Government-mandated reporting of gender pay discrepancies has been a subject of much debate in the last 5-10 years. Those arguing for legislation to require such reporting say that it will help to address the persistent gender wage gap. Opponents insist that not only is that unlikely; it will also increase companies’ administrative burden and decrease profits. Until recently there has been no strong evidence to support either side.
However, we have just conducted the first empirical study on the impact of mandatory wage transparency. That study’s results suggest that disclosing disparities in gender pay does in fact narrow the gender wage gap. It also can:
- Increase the number of women being hired, indicating that the supply pool of female employees increases as gender pay transparency improves.
- Increase the number of female employees being promoted from the bottom of the hierarchy to more senior positions.
- Lower companies’ overall wage bills, largely by slowing down the growth of male wages.
Our research examined wage statistics of Danish companies before and after the introduction of the country’s 2006 Act on Gender Specific Pay Statistics. That legislation requires companies with more than 35 employees to report on gender pay gaps. We focused on companies with 35-50 employees who had to report their wage gaps (we call them mandatory reporting firms) and compared their pay data with identical information from a group of similar-sized firms with 25-34 employees that weren’t required to release gender-segregated data (our control group).
Our results showed that from 2003 to 2008, the gender pay gap at mandatory reporting firms shrank 7%, from 18.9% to 17.5%, while the gap at control firms stayed steady at 18.9%. These findings suggest that governments can indeed take effective steps to address gender wage disparities by making it mandatory for firms to provide data showing discrepancies in gender pay.
Wage transparency is not without cost, however.
All employees’ remuneration increased during the period of our study, but the wages of men working in mandatory reporting firms increased by less than those in the control group.
Furthermore, mandatory reporting firms in our study experienced a significant 2.5% decline in productivity relative to the control group. However, by the end of our study period, the mandatory reporting firms’ overall wage bills were 2.8% lower than those of the control firms. Thus, the decline in productivity is fully offset by the saved wage cost and we do not find that the increased transparency impacts firms’ net income. Firms concerned about a negative impact of these new laws on their profit don’t seem to have reason to fear.
Creating a more equitable workplace
We also found that the law had other beneficial effects on equity. It had a greater impact on the wages of low and intermediate level employees and had no significant effect on the pay performance of managers at the top of the corporate hierarchy. For example, low-level female employees in firms that reported on their gender pay gap were also more likely to get promoted to higher levels after the passage of the law.
Furthermore, mandatory reporting companies hired 5% more women in the intermediate and lower hierarchy levels than the control firms, suggesting firms are able to attract more female employees in positions where they offer fairer compensation.
While we didn’t see a statistically significant change in departure rates of male or female employees, there was a slightly higher number of departures of high-level females, an indication that women may be more likely to leave positions where there is no adjustment in pay towards closing the gender gap.
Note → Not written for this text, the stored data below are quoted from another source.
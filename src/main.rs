//! remoteassist-core - Main entry point
//!
//! Composition root: wires the signaling transport, peer connector and
//! session manager together and runs until interrupted. UI and platform
//! capture layers sit on top of the library API; this binary only drives
//! the session core.

use clap::Parser;
use log::{error, info, warn};
use remoteassist_core::args::Args;
use remoteassist_core::session::negotiator::PeerConnector;
use remoteassist_core::session::peer::RtcPeerConnector;
use remoteassist_core::{Config, SessionManager, SignalingTransport, WebSocketSignaling};
use std::sync::Arc;
use tokio::signal;

#[tokio::main]
async fn main() -> Result<(), Box<dyn std::error::Error>> {
    let args = Args::parse();

    // Initialize logging with noise filtering for third-party WebRTC crates
    let log_level = if args.verbose { "debug" } else { "info" };
    env_logger::Builder::new()
        .parse_filters(&std::env::var("REMOTEASSIST_LOG").unwrap_or_else(|_| log_level.to_string()))
        .filter_module("webrtc_ice", log::LevelFilter::Error)
        .filter_module("webrtc_dtls", log::LevelFilter::Error)
        .filter_module("webrtc_mdns", log::LevelFilter::Error)
        .init();

    info!("remoteassist-core v{}", env!("CARGO_PKG_VERSION"));

    let mut config = match args.load_config() {
        Ok(cfg) => {
            info!("Loaded configuration from {:?}", args.config);
            cfg
        }
        Err(e) => {
            warn!("Failed to load config: {}, using defaults", e);
            Config::default()
        }
    };
    if let Some(url) = args.url {
        config.signaling.url = url;
    }
    if let Some(name) = args.device_name {
        config.device.device_name = name;
    }

    let signaling: Arc<dyn SignalingTransport> = Arc::new(WebSocketSignaling::new());
    let peers: Arc<dyn PeerConnector> = Arc::new(RtcPeerConnector::new(config.webrtc.clone()));
    let manager = SessionManager::new(config.clone(), signaling, peers);

    manager.connect_to_server(&config.signaling.url).await?;
    info!("Connected to signaling relay {}", config.signaling.url);

    // Surface state and quality transitions in the log for the lifetime of
    // the process.
    let mut state_rx = manager.subscribe_state();
    tokio::spawn(async move {
        while state_rx.changed().await.is_ok() {
            info!("Session state: {:?}", *state_rx.borrow());
        }
    });
    let mut quality_rx = manager.subscribe_quality();
    tokio::spawn(async move {
        while quality_rx.changed().await.is_ok() {
            info!("Connection quality: {}", quality_rx.borrow().as_str());
        }
    });

    if let Some(remote) = args.connect_to {
        match manager.create_session(&remote).await {
            Ok(session_id) => info!("Negotiating session {} with {}", session_id, remote),
            Err(e) => error!("Failed to start session with {}: {}", remote, e),
        }
    }

    signal::ctrl_c().await?;
    info!("Shutting down");
    let _ = manager.end_session().await;
    let _ = manager.disconnect_from_server().await;
    Ok(())
}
We also noticed some specific mechanisms at play that enhanced pay gap improvements even further. First, we noticed that the improvement in the pay gap was most prevalent in firms where male managers had more daughters than sons. In these companies, female wages rose 5% higher than the rest of the mandatory reporting group, closing the gender pay gap by a further 2.4% – further support for an argument made elsewhere that men with diverse home lives are more progressive about bringing diversity and equality into the workplace. Second, industries which had higher disparities in pay between men and women before the laws were introduced saw a greater shrinking of the gender wage gap.
Two factors make it particularly remarkable that this reform has had an impact on reducing the gender wage gap: First, the reform was watered down from its original proposed state because of concerns from industry. And second, Denmark had a strong record on supporting women in the workforce even prior to the reform.
For these reasons, we believe that a mandatory wage transparency reform covering all firms would provide even larger reduction in the gender wage gap as would reforms in other less egalitarian countries.
And indeed, every country in the OECD — where government-mandated reporting of gender pay discrepancies has become a particularly prominent legislative issue — has a gender pay gap in favor of men, by an average of 15.1%. Despite the attention of governments and regulatory bodies in these regions this gap is holding fast and in some cases widening. The median gender pay gap across OECD countries ranges from 36.7% in Korea, to 3.4% in Luxembourg.
Our research suggests that governments’ efforts to address these disparities through transparency can be effective — and beneficial to firms as well as to their female employees.